Your fairly inexperienced archer shows up with not one, not even two, but multiple things changed, such as:
- new, heavier limbs (by more than 2 pounds difference)
- a new fingertab
- altered bow grip with plumbers’ epoxy
- clicker (for the first time)
- added weights to the stabilizer
- added lateral bars to the stabilizer setup (with weights)
So what do you do, coach? Hissy Fit?
You may need to decide what the net impact is, when the archer realizes he/she has lost all semblance of the shot skill from before.
There is the distinct possibility that this is a good thing – get it all over with faster – by making so many changes that the archer’s brain is totally discombobulated and you can make huge strides in correcting form issues and technique bad habits. It provides an opportunity for you to stretch your coaching muscles.
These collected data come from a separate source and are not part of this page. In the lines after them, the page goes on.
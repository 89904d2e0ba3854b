//! Forwarding dispatcher for producer-side broker operations.
//!
//! [`ForwardProducer`] selects a pooled client for every call, issues the
//! operation against the requested broker and shapes the response. It never
//! retries: any transport failure is returned to the caller as
//! [`ForwardError::Transport`].

use std::{num::NonZeroUsize, sync::Arc, time::Duration};

use tracing::Instrument;

use crate::{
    config::ForwardConfig,
    error::{ForwardError, InvalidRequestShape, Result, TransportError},
    metrics::{self, Operation},
    pool::ClientPool,
    protocol::{
        ConsumerSendMsgBackRequestHeader,
        EndTransactionRequestHeader,
        HeartbeatData,
        RemotingCommand,
    },
    transport::{ClientFactory, TransportClient},
};

mod send;
mod send_back;
mod tracing_config;
mod tracing_helpers;

pub use send::{SendPath, apply_transaction_id, process_send_response};
pub use send_back::{AckDecision, AckStage, PendingAck, SendBackThenAck, SkipReason, decide_ack};
pub use tracing_config::TracingConfig;
use tracing_helpers::{
    emit_timing_event,
    end_transaction_span,
    heartbeat_span,
    record_result,
    send_back_span,
    start_timer,
};

/// Remark attached to every forwarded end-transaction request.
pub const END_TRANSACTION_REMARK: &str = "end transaction from rmq proxy";

/// Dispatches producer operations through a pool of transport clients.
///
/// `ForwardProducer` is `Send + Sync` whenever the client is, so a single
/// instance can be shared behind an [`Arc`] by any number of callers.
pub struct ForwardProducer<C> {
    pool: ClientPool<C>,
    default_timeout: Duration,
    tracing: TracingConfig,
}

impl<C: TransportClient> ForwardProducer<C> {
    /// Build the client pool from `config` and wrap it in a dispatcher.
    pub fn new<F>(config: &ForwardConfig, available_parallelism: NonZeroUsize, factory: &F) -> Self
    where
        F: ClientFactory<Client = C> + ?Sized,
    {
        Self::with_pool(ClientPool::build(config, available_parallelism, factory), config)
    }

    /// Wrap an existing pool, taking the timeout and tracing settings from
    /// `config`.
    #[must_use]
    pub fn with_pool(pool: ClientPool<C>, config: &ForwardConfig) -> Self {
        Self {
            pool,
            default_timeout: config.timeout(),
            tracing: config.tracing().clone(),
        }
    }

    /// The underlying client pool.
    #[must_use]
    pub fn pool(&self) -> &ClientPool<C> { &self.pool }

    /// Select the next pooled client.
    ///
    /// # Errors
    ///
    /// Returns [`ForwardError::PoolExhausted`] if the pool is empty.
    pub fn get_client(&self) -> Result<Arc<C>> { self.pool.get_client() }

    /// Number of pooled clients.
    #[must_use]
    pub fn client_num(&self) -> usize { self.pool.client_num() }

    /// Timeout used by operations without an explicit one.
    #[must_use]
    pub fn default_timeout(&self) -> Duration { self.default_timeout }

    /// Start every pooled client.
    ///
    /// # Errors
    ///
    /// Returns the first failure reported by a client's start hook.
    pub async fn start(&self) -> std::result::Result<(), TransportError> { self.pool.start().await }

    /// Shut down every pooled client.
    ///
    /// # Errors
    ///
    /// Returns the first failure reported by a client's shutdown hook.
    pub async fn shutdown(&self) -> std::result::Result<(), TransportError> {
        self.pool.shutdown().await
    }

    /// Forward a heartbeat using the default timeout.
    ///
    /// # Errors
    ///
    /// See [`Self::heartbeat_with_timeout`].
    pub async fn heartbeat(&self, addr: &str, heartbeat: &HeartbeatData) -> Result<i32> {
        self.heartbeat_with_timeout(addr, heartbeat, self.default_timeout)
            .await
    }

    /// Forward a heartbeat and return the broker's raw response code.
    ///
    /// # Errors
    ///
    /// Returns [`ForwardError::InvalidRequestShape`] for an empty address or
    /// zero timeout, [`ForwardError::PoolExhausted`] if no client is
    /// available and [`ForwardError::Transport`] if the call fails.
    pub async fn heartbeat_with_timeout(
        &self,
        addr: &str,
        heartbeat: &HeartbeatData,
        timeout: Duration,
    ) -> Result<i32> {
        let span = heartbeat_span(&self.tracing, addr);
        let timer = start_timer(self.tracing.heartbeat_timing);
        let result = async {
            validate_target(addr, timeout)?;
            let client = self.pool.get_client()?;
            Ok::<_, ForwardError>(client.send_heartbeat(addr, heartbeat, timeout).await?)
        }
        .instrument(span.clone())
        .await;
        finish(&span, timer, Operation::Heartbeat, &result);
        result
    }

    /// Forward a one-way end-transaction using the default timeout.
    ///
    /// # Errors
    ///
    /// See [`Self::end_transaction_with_timeout`].
    pub async fn end_transaction(&self, addr: &str, header: &EndTransactionRequestHeader) -> Result<()> {
        self.end_transaction_with_timeout(addr, header, self.default_timeout)
            .await
    }

    /// Forward a one-way end-transaction request.
    ///
    /// Success means the request was accepted for sending; the broker's
    /// commit or rollback outcome is never observed here.
    ///
    /// # Errors
    ///
    /// Returns [`ForwardError::InvalidRequestShape`] for an empty address or
    /// zero timeout, [`ForwardError::PoolExhausted`] if no client is
    /// available and [`ForwardError::Transport`] if the request could not be
    /// handed to the transport.
    pub async fn end_transaction_with_timeout(
        &self,
        addr: &str,
        header: &EndTransactionRequestHeader,
        timeout: Duration,
    ) -> Result<()> {
        let span = end_transaction_span(&self.tracing, addr);
        let timer = start_timer(self.tracing.end_transaction_timing);
        let result = async {
            validate_target(addr, timeout)?;
            let client = self.pool.get_client()?;
            client
                .end_transaction_oneway(addr, header, END_TRANSACTION_REMARK, timeout)
                .await?;
            Ok::<_, ForwardError>(())
        }
        .instrument(span.clone())
        .await;
        finish(&span, timer, Operation::EndTransaction, &result);
        result
    }

    /// Forward a send-back using the default timeout.
    ///
    /// # Errors
    ///
    /// See [`Self::send_message_back_with_timeout`].
    pub async fn send_message_back(
        &self,
        addr: &str,
        header: &ConsumerSendMsgBackRequestHeader,
    ) -> Result<RemotingCommand> {
        self.send_message_back_with_timeout(addr, header, self.default_timeout)
            .await
    }

    /// Ask the broker to redeliver a consumed message to its origin queue and
    /// return its raw response.
    ///
    /// A non-success response code is not an error here; inspect
    /// [`RemotingCommand::code`].
    ///
    /// # Errors
    ///
    /// Returns [`ForwardError::InvalidRequestShape`] for an empty address or
    /// zero timeout, [`ForwardError::PoolExhausted`] if no client is
    /// available and [`ForwardError::Transport`] if the call fails.
    pub async fn send_message_back_with_timeout(
        &self,
        addr: &str,
        header: &ConsumerSendMsgBackRequestHeader,
        timeout: Duration,
    ) -> Result<RemotingCommand> {
        let span = send_back_span(&self.tracing, addr);
        let timer = start_timer(self.tracing.send_back_timing);
        let result = async {
            validate_target(addr, timeout)?;
            let client = self.pool.get_client()?;
            Ok::<_, ForwardError>(client.send_back(addr, header, timeout).await?)
        }
        .instrument(span.clone())
        .await;
        finish(&span, timer, Operation::SendBack, &result);
        result
    }
}

impl<C> std::fmt::Debug for ForwardProducer<C> {
    fn fmt(&self, f: &mut std::fmt::Formatter<'_>) -> std::fmt::Result {
        f.debug_struct("ForwardProducer")
            .field("pool", &self.pool)
            .field("default_timeout", &self.default_timeout)
            .finish_non_exhaustive()
    }
}

/// Reject an empty address or zero timeout before touching the pool.
pub(crate) fn validate_target(addr: &str, timeout: Duration) -> Result<()> {
    if addr.is_empty() {
        return Err(InvalidRequestShape::EmptyAddress.into());
    }
    if timeout.is_zero() {
        return Err(InvalidRequestShape::NonPositiveTimeout.into());
    }
    Ok(())
}

/// Record the outcome of an operation on its span, timer and counters.
fn finish<T>(
    span: &tracing::Span,
    timer: Option<std::time::Instant>,
    operation: Operation,
    result: &Result<T>,
) {
    record_result(span, result);
    span.in_scope(|| emit_timing_event(timer));
    metrics::observe(operation, result);
}

#[cfg(test)]
mod tests;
Or, this has such a negative impact on performance, or else you kneejerk the reaction so badly, that the athlete becomes disillusioned and quits the sport.
Finally, more cautiously, sometimes the best coaching technique is that of benevolent observation and inaction, followed by acute inquiry….After all, the coach has an obligation to WORK with the athlete, as long as the athlete is working. I think I like this approach the most – it’s like, “hmmm, very interesting. How does that make you feel”? that psychiatrists are so famous for using in *any* situation. SEE what negatives crop up, deal with/knock them down one at a time, and seize upon the positives that arise from the archer feeling they’ve done good.
It may very well be that the way you handle the athlete doing something that demonstrates just how badly he/she needs you such as mega-changes, defines your own capability as a good coach. It’s worth thinking about now, so you will be more comfortable and react optimally, when it does happen to you. And it will very likely happen to you. Remember when you were starting out?